Willey's investigation of the Viru Valley in Peru encouraged the integration of geographic contexts in the archaeological interpretation of sites. By taking into account the unique relationships between neighbouring communities and the environment, archaeologists could further their insight into prehistoric systems of subsistence, trade and relations beyond what they could only infer from the study of material culture. Using a similar approach, Sharples' study of Maiden Castle focused on its relationship with the geology and agricultural potential of the surrounding area to imagine the occupant's perspective of the world around them. This added to the earlier work by Wheeler who took an internal perspective of the physical structure of the site. The use of environmental sampling indicated aspects of the site's character no longer observable today and radiocarbon dating altered the evaluated age and chronology of habitation. The large extent of preservation of organic remains at Star Carr allowed Clark to use a variety of analytical techniques from the fields of ecology and organic chemistry in his study of the purpose, seasonality and length of the sites occupation. Osteological analysis of deer skulls suggested the species had symbolic meaning to the community, with signs of ritual use and deposition. Analysis of other faunal remains has hinted at the intensity of the site's use, and dendrochronology from more recent investigation has calibrated Clark's radiocarbon dating of the site. The stable isotope analysis of canine bones revealed the animal to be an early example of a domesticated dog in Mesolithic Britain and supported interpretation by Clark and others that the site was only used seasonally from the identification of partial marine diet. The employment of these many techniques allowed an extensively discussed comprehensive investigation of life at Star Carr.

What Willey, Sharples and Clark have done is something that few other archaeologists have achieved: they have united different archaeological sub-disciplines for the common purpose of interpreting past cultures. This has undoubtedly led to their research being some of the most far reaching in archaeology. Why then have few other archaeologists adopted an interdisciplinary approach to their work?

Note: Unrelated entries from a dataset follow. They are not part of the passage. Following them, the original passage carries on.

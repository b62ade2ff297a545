//! Variable registry (C4): resolves a dotted name to a [`Variable`]
//! producing a value from the [`Context`] (spec §4.4).

use std::sync::Arc;

use chrono::{DateTime, Datelike, Local, Timelike};
use dashmap::DashMap;
use rand::Rng;

use crate::context::Context;
use crate::core::Value;
use crate::path;

/// Named value source. `cacheable` variables are memoized by name in the
/// run cache (spec §3, entity `Variable`).
pub trait Variable: Send + Sync {
    fn name(&self) -> &str;
    fn cacheable(&self) -> bool;
    fn value(&self, ctx: &Context) -> Value;
}

/// `GetVariableValue` (spec §4.4): consult the cache by name when
/// cacheable, compute and memoize on miss.
pub fn get_variable_value(ctx: &Context, variable: &dyn Variable) -> Value {
    if variable.cacheable() {
        if let Some(v) = ctx.cache_get(variable.name()) {
            return v;
        }
    }

    let value = variable.value(ctx);

    if variable.cacheable() {
        ctx.cache_put(variable.name(), value.clone());
    }

    value
}

/// A `Variable` with a fixed name/cacheability and a closure producing its
/// value (mirrors `core.SimpleVariable` in the source this spec was
/// distilled from).
pub struct SimpleVariable<F: Fn(&Context) -> Value + Send + Sync> {
    name: String,
    cacheable: bool,
    value_fn: F,
}

impl<F: Fn(&Context) -> Value + Send + Sync> SimpleVariable<F> {
    pub fn new(name: impl Into<String>, cacheable: bool, value_fn: F) -> Self {
        SimpleVariable { name: name.into(), cacheable, value_fn }
    }
}

impl<F: Fn(&Context) -> Value + Send + Sync> Variable for SimpleVariable<F> {
    fn name(&self) -> &str {
        &self.name
    }

    fn cacheable(&self) -> bool {
        self.cacheable
    }

    fn value(&self, ctx: &Context) -> Value {
        (self.value_fn)(ctx)
    }
}

/// Produces a [`Variable`] given the full resolved name (spec §4.4:
/// registrations are either exact-name or prefix creators).
pub trait VariableCreator: Send + Sync {
    fn create(&self, name: &str) -> Option<Arc<dyn Variable>>;
}

impl<F> VariableCreator for F
where
    F: Fn(&str) -> Option<Arc<dyn Variable>> + Send + Sync,
{
    fn create(&self, name: &str) -> Option<Arc<dyn Variable>> {
        self(name)
    }
}

/// A creator that always returns the same variable instance regardless of
/// the name it's asked to create (used for singleton builtins like `succ`).
pub struct SingletonCreator(pub Arc<dyn Variable>);

impl VariableCreator for SingletonCreator {
    fn create(&self, _name: &str) -> Option<Arc<dyn Variable>> {
        Some(self.0.clone())
    }
}

/// Injectable wall-clock source, so clock variables can be made
/// deterministic in tests (spec §4.4 supplement; the source this spec was
/// distilled from mocks a package-level `_currentTime` function).
pub trait Clock: Send + Sync {
    fn now(&self) -> DateTime<Local>;
}

pub struct SystemClock;

impl Clock for SystemClock {
    fn now(&self) -> DateTime<Local> {
        Local::now()
    }
}

/// Variable registry: exact-name and prefix (trailing-dot) registrations,
/// plus alias resolution (spec §4.4).
pub struct VariableRegistry {
    creators: DashMap<String, Arc<dyn VariableCreator>>,
    aliases: DashMap<String, String>,
}

impl VariableRegistry {
    /// A registry with no builtins registered.
    pub fn empty() -> Self {
        VariableRegistry { creators: DashMap::new(), aliases: DashMap::new() }
    }

    /// A registry preloaded with the builtin variables from spec §4.4 /
    /// §6, using the system wall clock.
    pub fn with_builtins() -> Self {
        Self::with_clock(Arc::new(SystemClock))
    }

    /// Like [`with_builtins`](Self::with_builtins) but with an injectable
    /// clock, for deterministic tests of the time-derived variables.
    pub fn with_clock(clock: Arc<dyn Clock>) -> Self {
        let reg = Self::empty();
        reg.register_builtins(clock);
        reg
    }

    fn register_builtins(&self, clock: Arc<dyn Clock>) {
        self.register(
            "succ",
            Arc::new(SingletonCreator(Arc::new(SimpleVariable::new(
                "succ",
                true,
                |_ctx: &Context| Value::Bool(true),
            )))),
        );

        self.register(
            "rand",
            Arc::new(SingletonCreator(Arc::new(SimpleVariable::new(
                "rand",
                false,
                |_ctx: &Context| Value::Number(rand::thread_rng().gen_range(1..=100) as f64),
            )))),
        );

        for name in [
            "datetime", "date", "time", "year", "month", "day", "hour", "minute", "second",
            "unixtime", "wday",
        ] {
            let clock = clock.clone();
            let name_owned = name.to_string();
            self.register(
                name,
                Arc::new(SingletonCreator(Arc::new(SimpleVariable::new(
                    name,
                    false,
                    move |_ctx: &Context| clock_value(&name_owned, clock.now()),
                )))),
            );
        }

        self.register("data.", Arc::new(data_creator));
        self.register("ctx.", Arc::new(ctx_creator));
    }

    pub fn register(&self, name: impl Into<String>, creator: Arc<dyn VariableCreator>) {
        self.creators.insert(name.into(), creator);
    }

    /// `alias(dest, aliases…)`. `dest` and each alias may be an exact name
    /// or a trailing-dot prefix (e.g. `"ctx.bar."`).
    pub fn alias(&self, dest: impl Into<String>, aliases: &[&str]) {
        let dest = dest.into();
        for a in aliases {
            self.aliases.insert((*a).to_string(), dest.clone());
        }
    }

    fn resolve_alias(&self, name: &str) -> String {
        let segments: Vec<&str> = name.split('.').collect();

        if let Some(dest) = self.aliases.get(segments[0]) {
            return if segments.len() == 1 {
                dest.clone()
            } else {
                let mut parts = vec![dest.as_str()];
                parts.extend_from_slice(&segments[1..]);
                parts.join(".")
            };
        }

        if segments.len() > 1 {
            let prefix_key = format!("{}.", segments[0]);
            if let Some(dest) = self.aliases.get(&prefix_key) {
                let remainder = segments[1..].join(".");
                return format!("{}{}", dest, remainder);
            }
        }

        name.to_string()
    }

    /// Resolve a dotted name to a [`Variable`] (spec §4.4 `create`).
    pub fn create(&self, name: &str) -> Option<Arc<dyn Variable>> {
        let name = self.resolve_alias(name);

        if let Some(creator) = self.creators.get(&name) {
            return creator.create(&name);
        }

        let segments: Vec<&str> = name.splitn(2, '.').collect();
        if segments.len() == 2 {
            let prefix_key = format!("{}.", segments[0]);
            if let Some(creator) = self.creators.get(&prefix_key) {
                return creator.create(&name);
            }
        }

        None
    }
}

impl Default for VariableRegistry {
    fn default() -> Self {
        Self::with_builtins()
    }
}

fn clock_value(name: &str, now: DateTime<Local>) -> Value {
    match name {
        "unixtime" => Value::Number(now.timestamp() as f64),
        "hour" => Value::Number(now.hour() as f64),
        "minute" => Value::Number(now.minute() as f64),
        "second" => Value::Number(now.second() as f64),
        "year" => Value::Number(now.year() as f64),
        "month" => Value::Number(now.month() as f64),
        "day" => Value::Number(now.day() as f64),
        "wday" => {
            // chrono: Sunday = 0 .. Saturday = 6. Spec wants 1..7, Sunday=7.
            let w = now.weekday().num_days_from_sunday();
            Value::Number(if w == 0 { 7.0 } else { w as f64 })
        }
        "date" => Value::String(now.format("%Y-%m-%d").to_string()),
        "time" => Value::String(now.format("%H:%M:%S").to_string()),
        _ => Value::String(now.format("%Y-%m-%d %H:%M:%S").to_string()),
    }
}

struct DataVariable {
    name: String,
    key: String,
}

impl Variable for DataVariable {
    fn name(&self) -> &str {
        &self.name
    }

    fn cacheable(&self) -> bool {
        false
    }

    fn value(&self, ctx: &Context) -> Value {
        let (v, found) = path::read(ctx.data(), &self.key, false);
        if found {
            v.cloned().unwrap_or(Value::Null)
        } else {
            Value::Null
        }
    }
}

fn data_creator(name: &str) -> Option<Arc<dyn Variable>> {
    let key = name.strip_prefix("data.")?;
    if key.is_empty() {
        return None;
    }
    Some(Arc::new(DataVariable { name: name.to_string(), key: key.to_string() }))
}

struct CtxVariable {
    name: String,
    key: String,
}

impl Variable for CtxVariable {
    fn name(&self) -> &str {
        &self.name
    }

    fn cacheable(&self) -> bool {
        false
    }

    /// Resolution order (spec §4.4): (1) `data["ctx."+key]`, (2) run/
    /// process store, (3) ambient parent context fallback.
    fn value(&self, ctx: &Context) -> Value {
        let data_key = format!("ctx.{}", self.key);
        let (v, found) = path::read(ctx.data(), &data_key, false);
        if found {
            return v.cloned().unwrap_or(Value::Null);
        }

        let snapshot = ctx.store_snapshot();
        let (v, found) = path::read(&snapshot, &self.key, false);
        if found {
            return v.cloned().unwrap_or(Value::Null);
        }

        if let Some(ambient) = ctx.ambient() {
            let mut parts = self.key.splitn(2, '.');
            let head = parts.next().unwrap_or("");
            if let Some(root) = ambient.lookup(head) {
                return match parts.next() {
                    Some(rest) => path::read(&root, rest, false).0.cloned().unwrap_or(Value::Null),
                    None => root,
                };
            }
        }

        tracing::warn!(key = %self.key, "ctx.<path> resolved to null: no data, store, or ambient match");
        Value::Null
    }
}

fn ctx_creator(name: &str) -> Option<Arc<dyn Variable>> {
    let key = name.strip_prefix("ctx.")?;
    if key.is_empty() {
        return None;
    }
    Some(Arc::new(CtxVariable { name: name.to_string(), key: key.to_string() }))
}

The discipline of archaeology originated from multiple areas of academic enquiry. This encouraged the adoption of many styles and methods of investigation, meaning that from its earliest days archaeology was a subject only in its objective of studying past humanity. Theoretical debates such as in the Science Wars and between Processualism and Post-Processualism haven't been the cause of fragmentation; rather they have been symptoms of it, drawing much-needed attention to its permanent existence. Lack of cohesion in funding, education and dissemination all exist because of the very nature of archaeology's origins, and unless dealt with shall continue to limit its progress. By simplifying funding and removing ring-fencing, academics would be freer to collaborate with one another. This in turn would make easier the provision of a shared grounding in the principles of archaeology to students, enabling greater appreciation of the benefits different practices can give to archaeological research. To reach an integrated archaeology, dissemination of research would have to reach wider audiences with the use of an integrated media and a common vocabulary.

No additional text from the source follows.